# YOUR ASSIGNMENT
Return every line of the listing that includes the string "binary".

# DATASET EXTRACT
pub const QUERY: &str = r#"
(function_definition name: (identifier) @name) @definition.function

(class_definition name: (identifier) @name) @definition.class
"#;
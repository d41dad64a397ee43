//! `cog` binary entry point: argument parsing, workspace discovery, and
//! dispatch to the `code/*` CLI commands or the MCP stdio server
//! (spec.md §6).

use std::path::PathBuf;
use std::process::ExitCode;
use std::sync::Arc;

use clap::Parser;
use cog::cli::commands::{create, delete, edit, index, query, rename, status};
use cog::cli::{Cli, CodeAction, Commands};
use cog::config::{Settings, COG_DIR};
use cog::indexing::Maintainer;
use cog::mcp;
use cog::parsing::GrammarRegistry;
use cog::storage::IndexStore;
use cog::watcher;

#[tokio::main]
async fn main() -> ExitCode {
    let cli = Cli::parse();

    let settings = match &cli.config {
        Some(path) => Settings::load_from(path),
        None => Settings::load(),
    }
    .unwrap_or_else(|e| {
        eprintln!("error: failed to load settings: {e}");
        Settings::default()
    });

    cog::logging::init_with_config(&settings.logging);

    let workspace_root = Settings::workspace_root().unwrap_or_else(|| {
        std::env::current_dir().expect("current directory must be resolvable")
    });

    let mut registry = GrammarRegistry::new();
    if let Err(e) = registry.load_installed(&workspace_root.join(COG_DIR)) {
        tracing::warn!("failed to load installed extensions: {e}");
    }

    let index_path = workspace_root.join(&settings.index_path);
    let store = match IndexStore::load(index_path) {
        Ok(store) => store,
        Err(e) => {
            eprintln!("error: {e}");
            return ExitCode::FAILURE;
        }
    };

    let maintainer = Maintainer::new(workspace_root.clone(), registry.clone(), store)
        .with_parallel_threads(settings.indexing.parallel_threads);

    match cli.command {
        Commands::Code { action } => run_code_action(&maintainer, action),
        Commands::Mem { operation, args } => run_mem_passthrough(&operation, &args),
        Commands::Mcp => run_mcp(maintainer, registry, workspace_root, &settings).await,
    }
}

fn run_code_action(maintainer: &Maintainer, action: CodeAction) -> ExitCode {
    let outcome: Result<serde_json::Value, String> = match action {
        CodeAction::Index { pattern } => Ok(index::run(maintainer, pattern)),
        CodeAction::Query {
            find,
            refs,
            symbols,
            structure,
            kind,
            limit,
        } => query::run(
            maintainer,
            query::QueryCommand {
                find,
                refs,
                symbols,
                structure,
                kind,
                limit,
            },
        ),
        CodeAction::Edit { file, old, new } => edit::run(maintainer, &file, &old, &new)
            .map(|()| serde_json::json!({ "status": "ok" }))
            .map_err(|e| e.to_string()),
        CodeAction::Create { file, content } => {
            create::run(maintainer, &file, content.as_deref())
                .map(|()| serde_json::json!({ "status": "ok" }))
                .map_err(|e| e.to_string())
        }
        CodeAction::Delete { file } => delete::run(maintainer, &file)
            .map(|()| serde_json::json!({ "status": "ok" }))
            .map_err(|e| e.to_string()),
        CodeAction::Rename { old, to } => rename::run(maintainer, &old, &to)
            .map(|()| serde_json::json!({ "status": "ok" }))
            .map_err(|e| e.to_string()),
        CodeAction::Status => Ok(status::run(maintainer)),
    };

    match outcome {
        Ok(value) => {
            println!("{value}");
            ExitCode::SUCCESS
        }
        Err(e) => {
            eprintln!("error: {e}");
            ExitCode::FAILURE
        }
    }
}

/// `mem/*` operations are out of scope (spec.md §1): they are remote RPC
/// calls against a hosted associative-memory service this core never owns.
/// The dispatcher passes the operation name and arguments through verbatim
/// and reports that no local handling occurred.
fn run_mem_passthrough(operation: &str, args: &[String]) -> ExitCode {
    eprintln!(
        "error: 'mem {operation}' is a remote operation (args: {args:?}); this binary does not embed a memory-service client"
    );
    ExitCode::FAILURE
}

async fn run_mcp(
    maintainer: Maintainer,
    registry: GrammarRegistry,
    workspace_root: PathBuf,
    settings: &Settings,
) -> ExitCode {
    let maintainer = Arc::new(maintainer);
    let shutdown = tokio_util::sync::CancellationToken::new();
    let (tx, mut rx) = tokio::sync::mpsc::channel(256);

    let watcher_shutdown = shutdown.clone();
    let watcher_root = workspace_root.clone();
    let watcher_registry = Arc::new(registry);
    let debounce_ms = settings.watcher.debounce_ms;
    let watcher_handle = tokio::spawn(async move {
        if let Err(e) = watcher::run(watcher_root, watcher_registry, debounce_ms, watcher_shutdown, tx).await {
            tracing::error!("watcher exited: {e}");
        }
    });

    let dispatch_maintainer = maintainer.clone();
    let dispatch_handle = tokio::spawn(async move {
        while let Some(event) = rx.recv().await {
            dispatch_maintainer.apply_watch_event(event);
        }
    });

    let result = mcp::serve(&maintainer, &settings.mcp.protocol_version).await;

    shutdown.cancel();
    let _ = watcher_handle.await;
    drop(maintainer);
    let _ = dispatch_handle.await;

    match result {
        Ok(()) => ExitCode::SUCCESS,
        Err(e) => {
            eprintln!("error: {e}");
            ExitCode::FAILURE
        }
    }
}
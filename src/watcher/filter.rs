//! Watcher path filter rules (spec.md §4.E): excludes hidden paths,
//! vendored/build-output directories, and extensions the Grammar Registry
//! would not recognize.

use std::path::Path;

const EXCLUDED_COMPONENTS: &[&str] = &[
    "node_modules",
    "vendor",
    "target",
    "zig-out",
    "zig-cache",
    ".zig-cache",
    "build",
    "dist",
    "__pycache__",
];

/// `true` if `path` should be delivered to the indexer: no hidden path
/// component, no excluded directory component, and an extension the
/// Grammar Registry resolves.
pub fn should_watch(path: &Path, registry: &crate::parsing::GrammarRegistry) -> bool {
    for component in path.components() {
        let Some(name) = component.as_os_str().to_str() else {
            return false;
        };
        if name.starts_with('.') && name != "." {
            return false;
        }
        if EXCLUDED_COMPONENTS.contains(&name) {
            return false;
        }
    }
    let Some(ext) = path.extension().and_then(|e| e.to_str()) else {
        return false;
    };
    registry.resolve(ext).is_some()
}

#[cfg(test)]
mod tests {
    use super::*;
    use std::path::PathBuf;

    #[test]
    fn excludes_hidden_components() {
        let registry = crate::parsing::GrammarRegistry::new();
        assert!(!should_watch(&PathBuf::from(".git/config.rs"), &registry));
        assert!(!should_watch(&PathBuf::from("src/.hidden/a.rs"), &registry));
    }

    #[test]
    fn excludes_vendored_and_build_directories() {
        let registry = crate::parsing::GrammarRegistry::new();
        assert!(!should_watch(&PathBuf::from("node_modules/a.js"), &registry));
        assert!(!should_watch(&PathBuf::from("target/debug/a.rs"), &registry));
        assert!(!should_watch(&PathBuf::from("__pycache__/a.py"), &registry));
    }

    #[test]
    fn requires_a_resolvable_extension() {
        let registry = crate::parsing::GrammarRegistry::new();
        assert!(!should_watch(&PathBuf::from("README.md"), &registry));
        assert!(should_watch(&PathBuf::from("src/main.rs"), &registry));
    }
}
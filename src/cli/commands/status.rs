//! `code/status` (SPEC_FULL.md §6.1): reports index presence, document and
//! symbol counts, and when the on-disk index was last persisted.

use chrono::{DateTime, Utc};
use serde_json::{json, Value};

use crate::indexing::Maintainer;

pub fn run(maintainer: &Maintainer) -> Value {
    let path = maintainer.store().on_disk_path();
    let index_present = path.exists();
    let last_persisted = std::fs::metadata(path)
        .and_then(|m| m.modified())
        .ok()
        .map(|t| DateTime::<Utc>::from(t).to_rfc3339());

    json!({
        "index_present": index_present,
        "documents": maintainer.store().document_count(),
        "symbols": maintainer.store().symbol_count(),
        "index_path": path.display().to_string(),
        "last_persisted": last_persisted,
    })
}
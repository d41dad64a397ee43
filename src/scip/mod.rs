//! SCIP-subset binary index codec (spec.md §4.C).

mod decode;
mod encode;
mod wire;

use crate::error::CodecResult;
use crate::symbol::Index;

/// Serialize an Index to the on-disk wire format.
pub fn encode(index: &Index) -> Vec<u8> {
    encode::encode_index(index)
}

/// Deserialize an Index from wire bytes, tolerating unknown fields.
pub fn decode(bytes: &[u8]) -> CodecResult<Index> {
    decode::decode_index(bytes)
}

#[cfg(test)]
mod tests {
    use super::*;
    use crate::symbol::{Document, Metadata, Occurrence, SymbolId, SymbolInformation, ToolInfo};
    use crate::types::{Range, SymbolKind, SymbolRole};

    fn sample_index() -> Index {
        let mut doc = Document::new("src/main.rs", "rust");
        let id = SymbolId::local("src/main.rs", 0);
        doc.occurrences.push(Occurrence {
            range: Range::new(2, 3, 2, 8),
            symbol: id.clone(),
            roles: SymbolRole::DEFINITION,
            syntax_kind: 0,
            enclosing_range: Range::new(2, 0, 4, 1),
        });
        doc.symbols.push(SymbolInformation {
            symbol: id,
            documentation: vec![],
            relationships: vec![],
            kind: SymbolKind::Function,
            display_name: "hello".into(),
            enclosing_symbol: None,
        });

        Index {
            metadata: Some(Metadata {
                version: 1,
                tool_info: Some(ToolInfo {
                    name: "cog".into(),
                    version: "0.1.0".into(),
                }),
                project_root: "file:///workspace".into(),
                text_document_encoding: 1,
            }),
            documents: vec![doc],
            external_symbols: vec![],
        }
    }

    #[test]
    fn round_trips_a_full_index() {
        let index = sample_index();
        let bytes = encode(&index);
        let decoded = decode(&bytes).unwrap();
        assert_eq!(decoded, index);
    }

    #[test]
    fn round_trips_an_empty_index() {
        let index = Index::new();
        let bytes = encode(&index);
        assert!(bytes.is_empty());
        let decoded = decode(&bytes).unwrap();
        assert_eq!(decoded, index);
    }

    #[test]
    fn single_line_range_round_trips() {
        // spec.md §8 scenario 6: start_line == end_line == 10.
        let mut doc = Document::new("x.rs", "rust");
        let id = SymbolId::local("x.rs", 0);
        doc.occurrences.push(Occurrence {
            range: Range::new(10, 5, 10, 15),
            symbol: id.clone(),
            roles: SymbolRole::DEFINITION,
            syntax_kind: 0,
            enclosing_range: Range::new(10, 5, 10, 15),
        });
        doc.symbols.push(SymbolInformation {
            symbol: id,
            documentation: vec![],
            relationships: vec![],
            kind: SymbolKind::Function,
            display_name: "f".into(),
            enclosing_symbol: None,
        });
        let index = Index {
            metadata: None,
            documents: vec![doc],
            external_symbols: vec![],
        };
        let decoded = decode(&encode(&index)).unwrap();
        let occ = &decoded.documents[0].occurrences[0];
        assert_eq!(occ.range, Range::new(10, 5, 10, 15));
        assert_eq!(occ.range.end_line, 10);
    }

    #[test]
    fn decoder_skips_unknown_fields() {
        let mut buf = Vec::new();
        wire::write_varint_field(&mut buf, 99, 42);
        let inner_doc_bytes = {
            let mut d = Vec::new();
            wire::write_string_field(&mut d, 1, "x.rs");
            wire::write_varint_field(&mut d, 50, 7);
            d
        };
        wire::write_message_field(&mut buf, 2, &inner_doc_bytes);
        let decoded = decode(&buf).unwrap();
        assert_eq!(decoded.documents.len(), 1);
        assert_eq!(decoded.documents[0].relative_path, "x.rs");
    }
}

# ANSWER SPACE
//! `cog` binary entry point: argument parsing, workspace discovery, and
        "error: 'mem {operation}' is a remote operation (args: {args:?}); this binary does not embed a memory-service client"
//! SCIP-subset binary index codec (spec.md §4.C).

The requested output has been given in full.